Extracting and Using Translation Templates in an Example-Based Machine Translation System
Ethel Ong | Kathleen Go | Manimin Morga | Vince Nunez | Francis Veto
Discipline: Computer Technology
A bidirectional English-Filipino machine translation system is developed that extracts translation templates and chunks from a given bilingual English-Filipino corpus. These templates and chunks are then used to translate an input English document to Filipino and vice versa. The system extended the similarity and difference translation template learning algorithms of Cicekli and Guvenir (2003) by refining existing templates and deriving templates from previously learned chunks. Chunk alignment, splitting algorithms, and chunk refinement are also introduced in the training process.
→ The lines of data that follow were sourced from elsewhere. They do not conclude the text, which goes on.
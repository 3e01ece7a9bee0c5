//! Shared run state: phase machine, progress counters and the pause/cancel
//! checkpoint the engines call between entries.

use serde::Serialize;
use std::path::{Path, PathBuf};
use std::sync::mpsc::Receiver;
use std::sync::{Condvar, Mutex, MutexGuard, PoisonError};

use super::event::{EventSink, ProgressEvent};
use crate::engine::Operation;
use crate::error::{ReclaimError, Result};

/// Lifecycle of one run.
#[derive(Debug, Clone, Copy, PartialEq, Eq, Serialize)]
pub enum Phase {
    Idle,
    Running,
    Paused,
    Cancelling,
    Done,
}

/// What the caller of a checkpoint should do next.
#[derive(Debug, Clone, Copy, PartialEq, Eq)]
pub enum Flow {
    Continue,
    Stop,
}

/// Point-in-time view of the run.
#[derive(Debug, Clone, PartialEq, Eq)]
pub struct RunSnapshot {
    pub phase: Phase,
    pub operation: Option<Operation>,
    pub processed: usize,
    pub total_estimate: Option<usize>,
    pub current: Option<PathBuf>,
}

impl RunSnapshot {
    fn idle() -> Self {
        Self {
            phase: Phase::Idle,
            operation: None,
            processed: 0,
            total_estimate: None,
            current: None,
        }
    }
}

/// State shared between the controller and its worker thread.
///
/// Engines receive it by reference and call [`RunState::checkpoint`] between
/// entries; only the controller drives phase transitions.
#[derive(Debug)]
pub struct RunState {
    inner: Mutex<RunSnapshot>,
    resumed: Condvar,
    events: EventSink,
}

impl Default for RunState {
    fn default() -> Self {
        Self::new()
    }
}

impl RunState {
    pub fn new() -> Self {
        Self {
            inner: Mutex::new(RunSnapshot::idle()),
            resumed: Condvar::new(),
            events: EventSink::new(),
        }
    }

    fn lock(&self) -> MutexGuard<'_, RunSnapshot> {
        self.inner.lock().unwrap_or_else(PoisonError::into_inner)
    }

    pub fn subscribe(&self) -> Receiver<ProgressEvent> {
        self.events.subscribe()
    }

    pub fn emit(&self, event: ProgressEvent) {
        self.events.emit(event);
    }

    pub fn snapshot(&self) -> RunSnapshot {
        self.lock().clone()
    }

    pub fn phase(&self) -> Phase {
        self.lock().phase
    }

    /// Move to a new phase if `allowed(current)`; emits on change.
    fn transition(&self, to: Phase, allowed: impl Fn(Phase) -> bool) -> bool {
        let operation = {
            let mut state = self.lock();
            if !allowed(state.phase) || state.phase == to {
                return false;
            }
            state.phase = to;
            state.operation
        };
        self.resumed.notify_all();
        if let Some(operation) = operation {
            tracing::info!(%operation, ?to, "Phase changed");
            self.emit(ProgressEvent::PhaseChanged {
                operation,
                phase: to,
            });
        }
        true
    }

    /// Idle -> Running. Fails fast without touching state otherwise.
    pub(crate) fn begin(&self, operation: Operation) -> Result<()> {
        {
            let mut state = self.lock();
            if state.phase != Phase::Idle {
                return Err(ReclaimError::AlreadyRunning);
            }
            *state = RunSnapshot {
                phase: Phase::Running,
                operation: Some(operation),
                ..RunSnapshot::idle()
            };
        }
        tracing::info!(%operation, "Run started");
        self.emit(ProgressEvent::PhaseChanged {
            operation,
            phase: Phase::Running,
        });
        Ok(())
    }

    pub(crate) fn pause(&self) -> bool {
        self.transition(Phase::Paused, |p| p == Phase::Running)
    }

    pub(crate) fn resume(&self) -> bool {
        self.transition(Phase::Running, |p| p == Phase::Paused)
    }

    pub(crate) fn cancel(&self) -> bool {
        self.transition(Phase::Cancelling, |p| {
            matches!(p, Phase::Running | Phase::Paused)
        })
    }

    pub(crate) fn finish(&self, processed: usize, cancelled: bool) {
        let operation = self.lock().operation;
        self.transition(Phase::Done, |p| p != Phase::Idle);
        if let Some(operation) = operation {
            self.emit(ProgressEvent::Finished {
                operation,
                processed,
                cancelled,
            });
        }
    }

    pub(crate) fn reset(&self) {
        *self.lock() = RunSnapshot::idle();
        self.resumed.notify_all();
    }

    /// Suspend while paused; report whether the caller should stop.
    ///
    /// Outside a controller-driven run the phase is `Idle` and this always
    /// continues.
    pub fn checkpoint(&self) -> Flow {
        let mut state = self.lock();
        while state.phase == Phase::Paused {
            state = self
                .resumed
                .wait(state)
                .unwrap_or_else(PoisonError::into_inner);
        }
        if state.phase == Phase::Cancelling {
            Flow::Stop
        } else {
            Flow::Continue
        }
    }

    /// Reset the progress counter for a new stage of the run.
    pub fn restart_progress(&self, total_estimate: Option<usize>) {
        let mut state = self.lock();
        state.processed = 0;
        state.total_estimate = total_estimate;
        state.current = None;
    }

    /// Count one processed item and notify subscribers.
    pub fn item_processed(&self, rule: &str, path: &Path) {
        let (processed, total_estimate) = {
            let mut state = self.lock();
            state.processed += 1;
            state.current = Some(path.to_path_buf());
            (state.processed, state.total_estimate)
        };
        self.emit(ProgressEvent::ItemProcessed {
            rule: rule.to_string(),
            path: path.to_path_buf(),
            processed,
            total_estimate,
        });
    }
}

#[cfg(test)]
mod tests {
    use super::*;
    use std::sync::Arc;
    use std::thread;
    use std::time::Duration;

    #[test]
    fn test_idle_checkpoint_continues() {
        let state = RunState::new();
        assert_eq!(state.checkpoint(), Flow::Continue);
    }

    #[test]
    fn test_begin_twice_fails() {
        let state = RunState::new();
        state.begin(Operation::Scan).unwrap();

        let second = state.begin(Operation::Clean);

        assert!(matches!(second, Err(ReclaimError::AlreadyRunning)));
        assert_eq!(state.snapshot().operation, Some(Operation::Scan));
    }

    #[test]
    fn test_transitions_follow_state_machine() {
        let state = RunState::new();
        assert!(!state.pause());
        assert!(!state.cancel());

        state.begin(Operation::Scan).unwrap();
        assert!(!state.resume());
        assert!(state.pause());
        assert!(!state.pause());
        assert_eq!(state.phase(), Phase::Paused);
        assert!(state.resume());
        assert_eq!(state.phase(), Phase::Running);
        assert!(state.cancel());
        assert_eq!(state.phase(), Phase::Cancelling);
        assert!(!state.pause());

        state.finish(0, true);
        assert_eq!(state.phase(), Phase::Done);
        state.reset();
        assert_eq!(state.phase(), Phase::Idle);
    }

    #[test]
    fn test_checkpoint_blocks_while_paused() {
        let state = Arc::new(RunState::new());
        state.begin(Operation::Scan).unwrap();
        state.pause();

        let worker_state = Arc::clone(&state);
        let worker = thread::spawn(move || worker_state.checkpoint());

        thread::sleep(Duration::from_millis(50));
        assert!(!worker.is_finished());

        state.resume();
        assert_eq!(worker.join().unwrap(), Flow::Continue);
    }

    #[test]
    fn test_cancel_wakes_paused_checkpoint() {
        let state = Arc::new(RunState::new());
        state.begin(Operation::Clean).unwrap();
        state.pause();

        let worker_state = Arc::clone(&state);
        let worker = thread::spawn(move || worker_state.checkpoint());

        state.cancel();
        assert_eq!(worker.join().unwrap(), Flow::Stop);
    }

    #[test]
    fn test_item_processed_emits_counts() {
        let state = RunState::new();
        let rx = state.subscribe();
        state.restart_progress(Some(2));

        state.item_processed("r", Path::new("/a"));

        match rx.try_recv().unwrap() {
            ProgressEvent::ItemProcessed {
                processed,
                total_estimate,
                ..
            } => {
                assert_eq!(processed, 1);
                assert_eq!(total_estimate, Some(2));
            }
            other => panic!("unexpected event {:?}", other),
        }
        assert_eq!(state.snapshot().current, Some(PathBuf::from("/a")));
    }
}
Correct extraction of similarity templates and chunks during the learning process led to translation with a low word error rate of 15% for a test document whose sentences exactly match the training set, to a high 86% when the test document is different from the training corpus. Using difference templates alone, the resulting translation has a word error rate of 49% to 85%. Combined use of similarity and difference templates resulted in a low word error rate of 18% when the test document contains sentence patterns matching the training set, to a high 85% when the test document is different from the training corpus. Tests also showed that the translation with the highest score selected from a set of candidate translations is consistently the best choice as validated against automatic evaluation methods.